"Mit Verlaub", fragt Meier, " was hat Tucher mit Forchheim zu tun?" Er verweist auf die Forchheimer Brauereien Brauhaus, Eichhorn, Greif, Hebendanz und Neder und meint: "O.K., man will ja keinen bevorzugen. Aber muss es gleich Tucher sein?" Er bittet um Aufklärung diesbezüglich.

Sponsoren müssen her

Simon Michael, der den Forch zusammen mit Katharina Hötzel ins Leben gerufen hat, kann erklären, warum nur ausgerechnet Tucher auf der Krone des Forchheimer Königs steht: "Kronen sind aus Gold und Kronen sind teuer. Da man in Forchheim aber kein Geld für Kultur übrig hat - und der Forch sieht sich selbst als Hochkultur - müssen eben Sponsoren her." Die Nürnberger Großbrauerei lasse ja nichts unversucht, auch Forchheimer Kehlen zu benetzen. So sponserte sie 2010 die Übertragung der Fußball-WM auf dem Paradeplatz, was für Unmut unter den Forchheimern sorgte.

Die Geschichte mit "Historica"

"Eine fremde Brauerei in unserem schönen Forchheim? Ein Skandal", fasst Simon Michael die damaligen Reaktionen zusammen und fügt hinzu: "Noch viel kurioser ist die Geschichte vom Forchheimer Mittelalterfest, welches 2011 als 'Tucher Historica' stattfinden sollte." Die Stadt Forchheim sagte das geplante Spektakel ab: Anlass für diese Entscheidung war eine Beschwerde bei der Europäischen Kommission wegen einer behaupteten unzulässigen staatlichen Beihilfe an Tucherbräu.
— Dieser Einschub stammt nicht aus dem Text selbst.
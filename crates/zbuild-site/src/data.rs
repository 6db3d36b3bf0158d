//! JSON side data exposed to templates.

use std::collections::BTreeMap;
use std::fs;
use std::path::Path;

use serde_json::Value;

use crate::builder::BuildError;

/// Template globals keyed by data file stem.
pub type DataMap = BTreeMap<String, Value>;

/// Load every `.json` file directly inside `dir`.
///
/// Subdirectories and other files are skipped. A missing directory yields an
/// empty map; a file that is not valid JSON is an error.
pub fn load_data(dir: &Path) -> Result<DataMap, BuildError> {
    let mut data = DataMap::new();

    if !dir.exists() {
        tracing::debug!("No data directory at {}", dir.display());
        return Ok(data);
    }

    let entries = fs::read_dir(dir)
        .map_err(|e| BuildError::ReadError(format!("{}: {}", dir.display(), e)))?;

    for entry in entries {
        let entry = entry.map_err(|e| BuildError::ReadError(format!("{}: {}", dir.display(), e)))?;
        let path = entry.path();

        if !path.is_file() || path.extension().and_then(|e| e.to_str()) != Some("json") {
            continue;
        }

        let Some(key) = path.file_stem().and_then(|s| s.to_str()) else {
            tracing::warn!("Skipping data file with non UTF-8 name: {}", path.display());
            continue;
        };

        let content = fs::read_to_string(&path)
            .map_err(|e| BuildError::ReadError(format!("{}: {}", path.display(), e)))?;

        let value: Value = serde_json::from_str(&content).map_err(|e| BuildError::ParseError {
            path: path.display().to_string(),
            message: e.to_string(),
        })?;

        tracing::debug!("Loaded data key '{}' from {}", key, path.display());
        data.insert(key.to_string(), value);
    }

    Ok(data)
}

/// Regroup array values into consecutive chunks of the configured size.
///
/// `{"projects": [a, b, c]}` with `projects = 2` becomes `{"projects": [[a, b], [c]]}`.
pub fn chunk_arrays(data: &mut DataMap, chunks: &BTreeMap<String, usize>) -> Result<(), BuildError> {
    for (key, &size) in chunks {
        if size == 0 {
            return Err(BuildError::DataError(format!(
                "chunk size for '{}' must be at least 1",
                key
            )));
        }

        let items = match data.get_mut(key) {
            Some(Value::Array(items)) => std::mem::take(items),
            Some(_) => {
                return Err(BuildError::DataError(format!(
                    "cannot chunk '{}': value is not an array",
                    key
                )))
            }
            None => {
                return Err(BuildError::DataError(format!(
                    "cannot chunk '{}': no such data key",
                    key
                )))
            }
        };

        let grouped = items
            .chunks(size)
            .map(|chunk| Value::Array(chunk.to_vec()))
            .collect();

        data.insert(key.clone(), Value::Array(grouped));
    }

    Ok(())
}

#[cfg(test)]
mod tests {
    use super::*;
    use pretty_assertions::assert_eq;
    use serde_json::json;
    use tempfile::tempdir;

    #[test]
    fn keys_by_file_stem() {
        let temp = tempdir().unwrap();
        fs::write(temp.path().join("site.json"), r#"{"name": "Home"}"#).unwrap();
        fs::write(temp.path().join("projects.json"), "[1, 2, 3]").unwrap();

        let data = load_data(temp.path()).unwrap();

        assert_eq!(data.len(), 2);
        assert_eq!(data["site"], json!({"name": "Home"}));
        assert_eq!(data["projects"], json!([1, 2, 3]));
    }

    #[test]
    fn skips_other_files_and_directories() {
        let temp = tempdir().unwrap();
        fs::write(temp.path().join("notes.txt"), "not json").unwrap();
        fs::create_dir(temp.path().join("nested.json")).unwrap();
        fs::write(temp.path().join("a.json"), "true").unwrap();

        let data = load_data(temp.path()).unwrap();

        assert_eq!(data.keys().collect::<Vec<_>>(), vec!["a"]);
    }

    #[test]
    fn missing_directory_is_empty() {
        let temp = tempdir().unwrap();
        let data = load_data(&temp.path().join("data")).unwrap();

        assert!(data.is_empty());
    }

    #[test]
    fn malformed_json_is_an_error() {
        let temp = tempdir().unwrap();
        fs::write(temp.path().join("broken.json"), "{ nope").unwrap();

        let result = load_data(temp.path());

        assert!(matches!(result, Err(BuildError::ParseError { .. })));
    }

    #[test]
    fn chunks_arrays() {
        let mut data = DataMap::new();
        data.insert("projects".to_string(), json!(["a", "b", "c"]));

        let chunks = BTreeMap::from([("projects".to_string(), 2)]);
        chunk_arrays(&mut data, &chunks).unwrap();

        assert_eq!(data["projects"], json!([["a", "b"], ["c"]]));
    }

    #[test]
    fn chunking_a_non_array_fails() {
        let mut data = DataMap::new();
        data.insert("site".to_string(), json!({"name": "x"}));

        let chunks = BTreeMap::from([("site".to_string(), 2)]);

        assert!(matches!(
            chunk_arrays(&mut data, &chunks),
            Err(BuildError::DataError(_))
        ));
    }

    #[test]
    fn chunking_missing_key_fails() {
        let mut data = DataMap::new();
        let chunks = BTreeMap::from([("projects".to_string(), 2)]);

        assert!(chunk_arrays(&mut data, &chunks).is_err());
    }
}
Die zunächst beschlossene Unterstützung der Veranstaltungen sah einen städtischen Zuschuss in Höhe von 25.000 Euro jährlich vor.

Nicht in Stein gemeißelt

"Deshalb steht 'Tucher' auf der Krone des Forchs", erklärt der Comic-Zeichner und meint: "Natürlich ist das nicht in Stein gemeißelt- auch diese Namensrechte laufen irgendwann aus. Was dann auf der Krone steht, ist noch ungewiss. Vielleicht der Name einer Forchheimer Brauerei? Eines ist sicher: Der Forchheimer hat einen gesunden Humor. Beim Bier allerdings versteht er keinen Spaß."